The email went on to explain the delicate relationship forged by local surfers, businesses, tour guides, and the foreign surfers they hosted. It posited the rhetorical question of why the name of Salina Cruz hadn't been spilled in such dramatic fashion before then. "Maybe for respect or friendship," Ramirez answered. "All was good until today. Somebody with no balls to write his [own] name wrote the s----iest article a surfer can write ... Did it without respect and in the lowest form of professional ethics."
The interesting aspect of this email, however, was that it carried weight:
"I hearby advise everyone that there has been a meeting between the local surfers in Salina Cruz including all the surf camps and as a result to this disgusting article ... as of now, for 2 years foreign photographers and videographers are not welcome in Salina Cruz, doesn't matter what surf team or what magazine they work for."

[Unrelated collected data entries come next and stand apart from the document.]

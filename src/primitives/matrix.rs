//! Matrix type for 2D numeric data.

use super::Vector;
use crate::error::{RegressionError, Result};
use serde::{Deserialize, Serialize};

/// A 2D matrix of floating-point values (row-major storage).
///
/// # Examples
///
/// ```
/// use wine_quality::primitives::Matrix;
///
/// let m = Matrix::from_vec(2, 3, vec![1.0, 2.0, 3.0, 4.0, 5.0, 6.0]).expect("data length matches rows * cols");
/// assert_eq!(m.shape(), (2, 3));
/// ```
#[derive(Debug, Clone, PartialEq, Serialize, Deserialize)]
pub struct Matrix<T> {
    data: Vec<T>,
    rows: usize,
    cols: usize,
}

impl<T: Copy> Matrix<T> {
    /// Creates a new matrix from a vector of data.
    ///
    /// # Errors
    ///
    /// Returns an error if data length doesn't match rows * cols.
    pub fn from_vec(rows: usize, cols: usize, data: Vec<T>) -> Result<Self> {
        if data.len() != rows * cols {
            return Err(RegressionError::dimension_mismatch(
                "rows*cols",
                rows * cols,
                data.len(),
            ));
        }
        Ok(Self { data, rows, cols })
    }

    /// Creates a matrix from a slice of equally sized rows.
    ///
    /// # Errors
    ///
    /// Returns an error if the rows differ in width.
    pub fn from_rows(rows: &[Vec<T>]) -> Result<Self> {
        let cols = rows.first().map_or(0, Vec::len);
        let mut data = Vec::with_capacity(rows.len() * cols);
        for row in rows {
            if row.len() != cols {
                return Err(RegressionError::dimension_mismatch(
                    "row width",
                    cols,
                    row.len(),
                ));
            }
            data.extend_from_slice(row);
        }
        Ok(Self {
            data,
            rows: rows.len(),
            cols,
        })
    }

    /// Returns the shape as (rows, cols).
    #[must_use]
    pub fn shape(&self) -> (usize, usize) {
        (self.rows, self.cols)
    }

    /// Returns the number of rows.
    #[must_use]
    pub fn n_rows(&self) -> usize {
        self.rows
    }

    /// Returns the number of columns.
    #[must_use]
    pub fn n_cols(&self) -> usize {
        self.cols
    }

    /// Gets element at (row, col).
    ///
    /// # Panics
    ///
    /// Panics if indices are out of bounds.
    #[must_use]
    pub fn get(&self, row: usize, col: usize) -> T {
        self.data[row * self.cols + col]
    }

    /// Sets element at (row, col).
    ///
    /// # Panics
    ///
    /// Panics if indices are out of bounds.
    pub fn set(&mut self, row: usize, col: usize, value: T) {
        self.data[row * self.cols + col] = value;
    }

    /// Returns a row as a Vector.
    #[must_use]
    pub fn row(&self, row_idx: usize) -> Vector<T> {
        let start = row_idx * self.cols;
        let end = start + self.cols;
        Vector::from_slice(&self.data[start..end])
    }

    /// Returns a column as a Vector.
    #[must_use]
    pub fn column(&self, col_idx: usize) -> Vector<T> {
        let data: Vec<T> = (0..self.rows)
            .map(|row| self.data[row * self.cols + col_idx])
            .collect();
        Vector::from_vec(data)
    }

    /// Returns the underlying data as a slice.
    #[must_use]
    pub fn as_slice(&self) -> &[T] {
        &self.data
    }

    /// Transposes the matrix: `t[j][i] = m[i][j]`.
    #[must_use]
    pub fn transpose(&self) -> Self {
        let mut data = Vec::with_capacity(self.data.len());
        for j in 0..self.cols {
            for i in 0..self.rows {
                data.push(self.data[i * self.cols + j]);
            }
        }
        Self {
            data,
            rows: self.cols,
            cols: self.rows,
        }
    }
}

impl Matrix<f64> {
    /// Creates a matrix of zeros.
    #[must_use]
    pub fn zeros(rows: usize, cols: usize) -> Self {
        Self {
            data: vec![0.0; rows * cols],
            rows,
            cols,
        }
    }

    /// Creates an identity matrix.
    #[must_use]
    pub fn eye(n: usize) -> Self {
        let mut data = vec![0.0; n * n];
        for i in 0..n {
            data[i * n + i] = 1.0;
        }
        Self {
            data,
            rows: n,
            cols: n,
        }
    }

    /// Wraps a vector as an `n x 1` column matrix.
    #[must_use]
    pub fn column_vector(v: &Vector<f64>) -> Self {
        Self {
            data: v.as_slice().to_vec(),
            rows: v.len(),
            cols: 1,
        }
    }

    /// Matrix-matrix multiplication.
    ///
    /// # Errors
    ///
    /// Returns [`RegressionError::DimensionMismatch`] if `self.cols != other.rows`.
    /// No partial result is produced.
    pub fn matmul(&self, other: &Self) -> Result<Self> {
        if self.cols != other.rows {
            return Err(RegressionError::DimensionMismatch {
                expected: format!("{} rows in right operand", self.cols),
                actual: format!("{}x{}", other.rows, other.cols),
            });
        }

        let mut result = vec![0.0; self.rows * other.cols];
        for i in 0..self.rows {
            for j in 0..other.cols {
                let mut sum = 0.0;
                for k in 0..self.cols {
                    sum += self.get(i, k) * other.get(k, j);
                }
                result[i * other.cols + j] = sum;
            }
        }

        Ok(Self {
            data: result,
            rows: self.rows,
            cols: other.cols,
        })
    }

    /// Matrix-vector multiplication.
    ///
    /// # Errors
    ///
    /// Returns an error if dimensions don't match.
    pub fn matvec(&self, vec: &Vector<f64>) -> Result<Vector<f64>> {
        if self.cols != vec.len() {
            return Err(RegressionError::dimension_mismatch(
                "vector length",
                self.cols,
                vec.len(),
            ));
        }

        let result: Vec<f64> = (0..self.rows).map(|i| self.row(i).dot(vec)).collect();

        Ok(Vector::from_vec(result))
    }

    /// Inverts a square matrix by Gauss-Jordan elimination.
    ///
    /// Only a pivot that is exactly `0.0` is treated as singular. See
    /// [`Matrix::inverse_with_tolerance`].
    ///
    /// # Errors
    ///
    /// Returns [`RegressionError::SingularMatrix`] on a zero pivot and
    /// [`RegressionError::DimensionMismatch`] if the matrix is not square.
    ///
    /// # Examples
    ///
    /// ```
    /// use wine_quality::primitives::Matrix;
    ///
    /// let m = Matrix::from_vec(2, 2, vec![4.0, 7.0, 2.0, 6.0]).unwrap();
    /// let inv = m.inverse().unwrap();
    /// assert!((inv.get(0, 0) - 0.6).abs() < 1e-12);
    /// ```
    pub fn inverse(&self) -> Result<Self> {
        self.inverse_with_tolerance(0.0)
    }

    /// Gauss-Jordan inversion treating any pivot with `|pivot| <= tolerance`
    /// (or NaN) as singular.
    ///
    /// The augmented matrix `[M | I]` is reduced row by row without row
    /// swaps, so a zero on the diagonal fails even when a permutation of the
    /// rows would be invertible.
    ///
    /// # Errors
    ///
    /// Returns [`RegressionError::SingularMatrix`] naming the pivot row, or
    /// [`RegressionError::DimensionMismatch`] if the matrix is not square.
    pub fn inverse_with_tolerance(&self, tolerance: f64) -> Result<Self> {
        if self.rows != self.cols {
            return Err(RegressionError::shape_mismatch(
                (self.rows, self.rows),
                (self.rows, self.cols),
            ));
        }

        let n = self.rows;
        let width = 2 * n;

        // [M | I]
        let mut aug = vec![0.0; n * width];
        for i in 0..n {
            for j in 0..n {
                aug[i * width + j] = self.get(i, j);
            }
            aug[i * width + n + i] = 1.0;
        }

        for i in 0..n {
            let pivot = aug[i * width + i];
            if pivot.is_nan() || pivot.abs() <= tolerance {
                return Err(RegressionError::SingularMatrix { pivot_row: i });
            }

            for value in &mut aug[i * width..(i + 1) * width] {
                *value /= pivot;
            }

            for k in 0..n {
                if k == i {
                    continue;
                }
                let factor = aug[k * width + i];
                for j in 0..width {
                    let delta = factor * aug[i * width + j];
                    aug[k * width + j] -= delta;
                }
            }
        }

        let mut data = Vec::with_capacity(n * n);
        for i in 0..n {
            data.extend_from_slice(&aug[i * width + n..(i + 1) * width]);
        }

        Ok(Self {
            data,
            rows: n,
            cols: n,
        })
    }
}

#[cfg(test)]
#[path = "matrix_tests.rs"]
mod tests;

#[cfg(test)]
#[path = "tests_matrix_contract.rs"]
mod tests_matrix_contract;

Of the enforcement tools listed, the first was a legal one: an inspection of a photographer's Mexican work visa -- something few, if any, surf photographers obtain. The second tool was a bit more mercurial, depending on, "if we are in a good mood."

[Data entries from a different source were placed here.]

//! Subcommand implementations

pub(crate) mod fit;
pub(crate) mod predict;

use crate::error::Result;
use crate::output::{self, OutputMode};
use std::path::Path;
use wine_quality::prelude::*;

/// Load `path` and fit coefficients on it.
pub(crate) fn fit_from_csv(
    path: &Path,
    lenient: bool,
    pivot_tolerance: f64,
    mode: OutputMode,
) -> Result<(Dataset, LinearRegression)> {
    let policy = if lenient {
        ParsePolicy::ZeroFill
    } else {
        ParsePolicy::Strict
    };

    let loader = DatasetLoader::new().with_policy(policy);
    mode.trace(&format!(
        "Loading {} ({:?} parsing)",
        path.display(),
        loader.policy()
    ));
    let dataset = loader.load(path)?;
    mode.trace(&dataset.to_string());

    if dataset.n_samples() <= dataset.n_features() && !mode.quiet {
        output::warning(&format!(
            "{} observations for {} coefficients; the system is underdetermined",
            dataset.n_samples(),
            dataset.n_features() + 1
        ));
    }

    let mut model = LinearRegression::new().with_pivot_tolerance(pivot_tolerance);
    model.fit_dataset(&dataset)?;
    mode.trace("Normal equations solved");

    Ok((dataset, model))
}
// =========================================================================
// Matrix kernel contract: algebraic identities the normal-equation solver
// relies on.
//
// References:
//   - Golub & Van Loan (2013) "Matrix Computations"
// =========================================================================

use super::*;

fn sample_3x4() -> Matrix<f64> {
    Matrix::from_vec(
        3,
        4,
        vec![1.0, -2.0, 3.5, 0.25, 4.0, 5.0, -6.0, 7.0, 0.5, 8.0, 9.0, -1.0],
    )
    .expect("valid")
}

/// Transpose involution: (A^T)^T = A, exactly.
#[test]
fn contract_transpose_involution() {
    let a = sample_3x4();
    assert_eq!(a.transpose().transpose(), a, "(A^T)^T != A");
}

/// Transpose swaps shape: (m×n)^T = (n×m)
#[test]
fn contract_transpose_swaps_shape() {
    let a = Matrix::from_vec(3, 5, vec![0.0; 15]).expect("valid");
    assert_eq!(a.transpose().shape(), (5, 3));
}

/// Matmul shape: (m×k) * (k×n) = (m×n)
#[test]
fn contract_matmul_shape() {
    let a = Matrix::from_vec(2, 3, vec![1.0; 6]).expect("valid");
    let b = Matrix::from_vec(3, 4, vec![1.0; 12]).expect("valid");
    let c = a.matmul(&b).expect("compatible dims");
    assert_eq!(c.shape(), (2, 4));
}

/// Identity is neutral: I * A = A * I = A
#[test]
fn contract_identity_neutral() {
    let a = sample_3x4();
    assert_eq!(Matrix::eye(3).matmul(&a).expect("3 == 3"), a);
    assert_eq!(a.matmul(&Matrix::eye(4)).expect("4 == 4"), a);
}

/// (AB)^T = B^T A^T
#[test]
fn contract_transpose_of_product() {
    let a = sample_3x4();
    let b = a.transpose();
    let lhs = a.matmul(&b).expect("3x4 * 4x3").transpose();
    let rhs = b.transpose().matmul(&a.transpose()).expect("3x4 * 4x3");
    for (x, y) in lhs.as_slice().iter().zip(rhs.as_slice()) {
        assert!((x - y).abs() < 1e-12);
    }
}

/// A^T A is symmetric
#[test]
fn contract_gram_matrix_symmetric() {
    let a = sample_3x4();
    let gram = a.transpose().matmul(&a).expect("4x3 * 3x4");
    for i in 0..4 {
        for j in 0..4 {
            assert_eq!(gram.get(i, j), gram.get(j, i));
        }
    }
}

/// A * A^-1 = I within 1e-9
#[test]
fn contract_inverse_right_identity() {
    let a = Matrix::from_vec(
        4,
        4,
        vec![
            5.0, 1.0, 0.5, 2.0, 1.0, 6.0, 1.5, 0.0, 0.5, 1.5, 7.0, 1.0, 2.0, 0.0, 1.0, 8.0,
        ],
    )
    .expect("valid");
    let product = a.matmul(&a.inverse().expect("diagonally dominant")).expect("4x4");
    let eye = Matrix::eye(4);
    for (x, y) in product.as_slice().iter().zip(eye.as_slice()) {
        assert!((x - y).abs() < 1e-9, "A * A^-1 deviates from I: {x} vs {y}");
    }
}

/// Mismatched multiply never yields a partial result.
#[test]
fn contract_matmul_mismatch_is_error() {
    let a = sample_3x4();
    assert!(a.matmul(&a).is_err());
}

Cesar Ramirez didn't respond to an email inquiry. But a surf guide at the Las Palmeras resort and a long-time pro surfer from Santa Cruz, Calif., Josh Mulcoy did. He said he wasn't present at the meeting in Salina Cruz but was certain of the community's solidarity. "I really think with what the Rip Curl contest did to Barra, everyone involved in Salina Cruz is scared to see that happen again. Having the photo ban is a way to help cool it down a bit. When they held the meeting, everyone came up with the idea [together]. So, if that is what they want, they will make it happen."
Surfing magazine editor Travis Ferre responded to inquiries concerning the issue, but chose not to make a comment.

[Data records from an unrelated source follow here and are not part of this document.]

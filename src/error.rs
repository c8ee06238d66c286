//! Error types for regression operations.
//!
//! Every component (loader, matrix kernel, solver, predictor) reports
//! failures through [`RegressionError`].

use std::fmt;
use std::path::PathBuf;

/// Main error type for dataset loading, matrix algebra and prediction.
///
/// # Examples
///
/// ```
/// use wine_quality::error::RegressionError;
///
/// let err = RegressionError::DimensionMismatch {
///     expected: "3 columns".to_string(),
///     actual: "2 columns".to_string(),
/// };
/// assert!(err.to_string().contains("dimension mismatch"));
/// ```
#[derive(Debug)]
pub enum RegressionError {
    /// Matrix/vector dimensions don't match for the operation.
    DimensionMismatch {
        /// Expected dimensions description
        expected: String,
        /// Actual dimensions found
        actual: String,
    },

    /// Gauss-Jordan elimination hit a zero (or within-tolerance) pivot.
    SingularMatrix {
        /// Row whose diagonal entry vanished
        pivot_row: usize,
    },

    /// The input file could not be opened.
    FileOpen {
        /// Path that failed to open
        path: PathBuf,
        /// Underlying I/O failure
        source: std::io::Error,
    },

    /// The input file has no header line.
    MissingHeader {
        /// Path (or source description) being read
        path: PathBuf,
    },

    /// A numeric token could not be parsed under the strict policy.
    Parse {
        /// 1-based line number in the source file
        line: usize,
        /// 0-based field index within the line
        column: usize,
        /// Offending token
        token: String,
    },

    /// The file layout is not a valid dataset (bad header, ragged row).
    InvalidData {
        /// 1-based line number in the source file
        line: usize,
        /// What is wrong with it
        message: String,
    },

    /// Input had no usable observations.
    EmptyInput {
        /// Where the empty input was found
        context: String,
    },

    /// I/O error while reading an already-open source.
    Io(std::io::Error),

    /// Model (de)serialization error.
    Serialization(String),

    /// Generic error with string message.
    Other(String),
}

impl fmt::Display for RegressionError {
    fn fmt(&self, f: &mut fmt::Formatter<'_>) -> fmt::Result {
        match self {
            RegressionError::DimensionMismatch { expected, actual } => {
                write!(
                    f,
                    "Matrix dimension mismatch: expected {expected}, got {actual}"
                )
            }
            RegressionError::SingularMatrix { pivot_row } => {
                write!(
                    f,
                    "Singular matrix: zero pivot at row {pivot_row}, inverse does not exist"
                )
            }
            RegressionError::FileOpen { path, source } => {
                write!(f, "Error opening file {}: {source}", path.display())
            }
            RegressionError::MissingHeader { path } => {
                write!(f, "Error reading header from {}", path.display())
            }
            RegressionError::Parse {
                line,
                column,
                token,
            } => {
                write!(
                    f,
                    "Parse error at line {line}, column {column}: '{token}' is not a number"
                )
            }
            RegressionError::InvalidData { line, message } => {
                write!(f, "Invalid data at line {line}: {message}")
            }
            RegressionError::EmptyInput { context } => write!(f, "empty input: {context}"),
            RegressionError::Io(e) => write!(f, "I/O error: {e}"),
            RegressionError::Serialization(msg) => write!(f, "Serialization error: {msg}"),
            RegressionError::Other(msg) => write!(f, "{msg}"),
        }
    }
}

impl std::error::Error for RegressionError {
    fn source(&self) -> Option<&(dyn std::error::Error + 'static)> {
        match self {
            RegressionError::Io(e) | RegressionError::FileOpen { source: e, .. } => Some(e),
            _ => None,
        }
    }
}

impl From<std::io::Error> for RegressionError {
    fn from(err: std::io::Error) -> Self {
        RegressionError::Io(err)
    }
}

impl From<serde_json::Error> for RegressionError {
    fn from(err: serde_json::Error) -> Self {
        RegressionError::Serialization(err.to_string())
    }
}

impl From<&str> for RegressionError {
    fn from(msg: &str) -> Self {
        RegressionError::Other(msg.to_string())
    }
}

impl From<String> for RegressionError {
    fn from(msg: String) -> Self {
        RegressionError::Other(msg)
    }
}

impl RegressionError {
    /// Create a dimension mismatch error with descriptive context
    #[must_use]
    pub fn dimension_mismatch(context: &str, expected: usize, actual: usize) -> Self {
        Self::DimensionMismatch {
            expected: format!("{context}={expected}"),
            actual: format!("{actual}"),
        }
    }

    /// Create a shape mismatch error from two `(rows, cols)` pairs
    #[must_use]
    pub fn shape_mismatch(expected: (usize, usize), actual: (usize, usize)) -> Self {
        Self::DimensionMismatch {
            expected: format!("{}x{}", expected.0, expected.1),
            actual: format!("{}x{}", actual.0, actual.1),
        }
    }

    /// Create an empty input error
    #[must_use]
    pub fn empty_input(context: &str) -> Self {
        Self::EmptyInput {
            context: context.to_string(),
        }
    }
}

/// Convenience type alias for Results.
pub type Result<T> = std::result::Result<T, RegressionError>;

But this was not an A-to-B conversation. Cesar Ramirez' email announcing the ban was sent to a wide variety of surf industry professionals -- pro surfers, magazine editors, marketing department honchos, etc. -- all with some connection to Salina Cruz. One of these chose to remain anonymous but wrote, "Salina Cruz [was] touted in ads and on numerous camp websites. It's not even close to being a secret. And -- aside from the [Surfing staff] naming it -- they were merely putting an amusing spin on what's become the poor man's (or at least the semi-poor man's) Mentawais. Sometimes, it's a seemingly harmless article like this that lights the fuse of something that's been simmering for a while."
Mulcoy wrote that, "Some don't understand why people in Salina Cruz are mad about [the article]. As it was, locals were making a living and doing fine, but they didn't want it to turn into a Barra. Everything changes and we all know that, but it's just too much all at once. One thing many don't realize is that this was a very dangerous region. If people were to show up with cameras and surfboards there was a good chance they would get robbed. David [Ramirez] and Cesar have made it a safe, welcoming place to visit. It has been a very slow change, and it all comes down them. Surfing magazine should have run it by one of them first."
Tourism department officials in Mexico have made it clear that surf tourism is small potatoes. Either surfers can prove that sustainable surf tourism is a healthy benefit to local communities, or they will build a new Ixtapa on the same spot.
In a separate conversation, big-wave photographer and former Surfer mag photo editor Jason Murray shared a perspective learned through exploration and discovery, but partly due to his experience with the Northern Baja break known as Harry's that was killed by an LNG plant. "I always try to consider the response to the article I publish if I were to take that article back to the place where I collected the photos. Will the people on the ground be stoked? Or will they feel burned."